Anxiety Today

Today was a bad day for anxiety. I’m not sure why. I just woke up having an “off” day. I don’t know if it was because it was Monday. I don’t know if it was because I didn’t get my swimming done this morning. I honestly can’t pinpoint why I was having an off day.

I could feel the anxiety creeping up all day, but thought I was doing a pretty good job at keeping it under control. I had plenty to do at work, but I had plenty of time to get it done, so there were moments where I was getting frustrated with what people were asking of me, but I just sat back and would take a deep breath and be ok about it. There was A LOT of self talk today.

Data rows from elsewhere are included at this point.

pub mod backend;
pub mod config;
pub mod episode;
pub mod error;
pub mod models;
pub mod neo4j;
pub mod ollama;

pub use backend::{with_timeout, Embedder, GraphBackend};
pub use config::ActionGraphConfig;
pub use episode::{action_id, session_tag, Episode, EPISODE_SOURCE};
pub use error::{ActionGraphError, BackendError};
pub use neo4j::Neo4jGraph;
pub use ollama::OllamaEmbedder;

I go to lunch every day from 12:30 – 1:00 p.m. When I came back from lunch, it was like a switch was flipped in my brain and I just had a MAJOR anxiety attack. It took everything I had to NOT fall apart at work. I had already taken my medications for my depression and anxiety for the day, but thankfully I had in my purse my Xanax. My doctor has prescribed me Xanax just to take when I have a major anxiety meltdown, like today. I took one of my Xanax and it took 2 hours for it to kick in. Good Lord, those were the longest 2 hours of my life.

Thankfully I have a dear friend at work that lets me rant and just talk when I’m having anxiety. I also have my boyfriend that lets me just talk and helps me try and figure out what is causing my anxiety.

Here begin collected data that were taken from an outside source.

//! Request handling: validate, format an episode, forward to the backend.
//!
//! Each operation makes at most one backend call, bounded by the configured
//! timeout. The HTTP layer only extracts and serialises around these.

use std::future::Future;
use std::sync::Arc;
use std::time::Duration;

use actiongraph_core::models::{ActionResult, QueryRequest, Session, UIAction};
use actiongraph_core::{action_id, session_tag, with_timeout, BackendError, Episode, GraphBackend};
use chrono::Utc;
use serde::{Deserialize, Serialize};
use serde_json::Value;

use crate::error::ApiError;

pub const SERVICE_NAME: &str = "ui-ae-graphiti-tracker";

const SUCCESS: &str = "success";

// ============================================================================
// Response DTOs
// ============================================================================

#[derive(Debug, Serialize, Deserialize)]
pub struct ActionTracked {
    pub status: String,
    pub action_id: String,
    pub message: String,
}

#[derive(Debug, Serialize, Deserialize)]
pub struct Acknowledged {
    pub status: String,
    pub message: String,
}

#[derive(Debug, Serialize, Deserialize)]
pub struct SessionEvent {
    pub status: String,
    pub session_id: String,
    pub message: String,
}

#[derive(Debug, Serialize, Deserialize)]
pub struct QueryResults {
    pub status: String,
    pub query: String,
    pub results: Vec<Value>,
    pub count: usize,
}

#[derive(Debug, Serialize, Deserialize)]
pub struct Health {
    pub status: String,
    pub service: String,
    pub timestamp: String,
}

// ============================================================================
// Tracker
// ============================================================================

#[derive(Clone)]
pub struct Tracker {
    backend: Arc<dyn GraphBackend>,
    timeout: Duration,
}

impl Tracker {
    pub fn new(backend: Arc<dyn GraphBackend>, timeout: Duration) -> Self {
        Self { backend, timeout }
    }

    async fn call<T, F>(&self, fut: F) -> Result<T, ApiError>
    where
        F: Future<Output = Result<T, BackendError>>,
    {
        with_timeout(self.timeout, fut).await.map_err(ApiError::from)
    }

    pub async fn track_action(&self, action: UIAction) -> Result<ActionTracked, ApiError> {
        let episode = Episode::from_action(&action);
        self.call(self.backend.add_episode(&episode)).await?;

        let id = action_id(&action);
        tracing::info!(
            session_id = %action.session_id,
            action_type = %action.action_type,
            action_id = %id,
            "Action tracked"
        );

        Ok(ActionTracked {
            status: SUCCESS.to_string(),
            action_id: id,
            message: "Action tracked successfully".to_string(),
        })
    }

    pub async fn track_action_result(&self, result: ActionResult) -> Result<Acknowledged, ApiError> {
        let episode = Episode::from_result(&result);
        self.call(self.backend.add_episode(&episode)).await?;

        tracing::info!(action_id = %result.action_id, success = result.success, "Action result tracked");

        Ok(Acknowledged {
            status: SUCCESS.to_string(),
            message: "Action result tracked successfully".to_string(),
        })
    }

    pub async fn start_session(&self, session: Session) -> Result<SessionEvent, ApiError> {
        let episode = Episode::session_start(&session);
        self.call(self.backend.add_episode(&episode)).await?;

        tracing::info!(session_id = %session.session_id, "Session started");

        Ok(SessionEvent {
            status: SUCCESS.to_string(),
            session_id: session.session_id,
            message: "Session started successfully".to_string(),
        })
    }

    /// End time is taken from the server clock, never from the caller.
    pub async fn end_session(&self, session_id: String) -> Result<SessionEvent, ApiError> {
        let episode = Episode::session_end(&session_id, Utc::now());
        self.call(self.backend.add_episode(&episode)).await?;

        tracing::info!(session_id = %session_id, "Session ended");

        Ok(SessionEvent {
            status: SUCCESS.to_string(),
            session_id,
            message: "Session ended successfully".to_string(),
        })
    }

    pub async fn query_graph(&self, request: QueryRequest) -> Result<QueryResults, ApiError> {
        request.validate().map_err(ApiError::Validation)?;

        let mut results = self
            .call(self.backend.search(&request.query, request.limit))
            .await?;

        if let Some(session_id) = request.session_id.as_deref() {
            results = filter_by_session(results, session_id);
        }

        tracing::debug!(query = %request.query, count = results.len(), "Graph queried");

        Ok(QueryResults {
            status: SUCCESS.to_string(),
            count: results.len(),
            query: request.query,
            results,
        })
    }

    /// Liveness only; the backend is not consulted.
    pub fn health(&self) -> Health {
        Health {
            status: "healthy".to_string(),
            service: SERVICE_NAME.to_string(),
            timestamp: Utc::now().to_rfc3339(),
        }
    }
}

/// Keep results with a string value containing `session_<id>`.
///
/// Substring match over string leaves, not structural: `session_s1` also
/// matches hits tagged `session_s10`.
pub fn filter_by_session(results: Vec<Value>, session_id: &str) -> Vec<Value> {
    let tag = session_tag(session_id);
    results
        .into_iter()
        .filter(|r| mentions(r, &tag))
        .collect()
}

fn mentions(value: &Value, tag: &str) -> bool {
    match value {
        Value::String(s) => s.contains(tag),
        Value::Array(items) => items.iter().any(|v| mentions(v, tag)),
        Value::Object(fields) => fields.values().any(|v| mentions(v, tag)),
        _ => false,
    }
}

I still don’t know what was causing my anxiety. I think it may have been a couple of things. I think (still not sure) it might be that I’m honestly trying to focus on eating more food every day, but healthy food. I’m still bummed that I didn’t get to run on Saturday like I was supposed to (shin splints). I think part of my anxiety was that I was frustrated with myself that I didn’t get up this morning and go swimming like I was supposed to.

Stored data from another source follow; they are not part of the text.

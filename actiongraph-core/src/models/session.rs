use chrono::{DateTime, Utc};
use serde::{Deserialize, Serialize};

use super::timestamp;

#[derive(Debug, Clone, Serialize, Deserialize)]
pub struct Session {
    pub session_id: String,
    #[serde(default)]
    pub user_id: Option<String>,
    #[serde(default = "Utc::now", deserialize_with = "timestamp::deserialize")]
    pub start_time: DateTime<Utc>,
    #[serde(default, deserialize_with = "timestamp::deserialize_option")]
    pub end_time: Option<DateTime<Utc>>,
    #[serde(default)]
    pub goal: Option<String>,
}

Thankfully, the medication kicked in and I started to come down off of my anxiety and then I just got really tired. I always get really tired after an anxiety attack. Thankfully work went well today and I was out of there by 5:15 pm. I came home and got my workout in and now I’m just lying in bed.

I think the most frustrating thing about anxiety attacks is when you don’t know what is causing it. If you know what is causing your anxiety, you can try and do something about it. What do you do when you have an anxiety attack and don’t know what has caused it?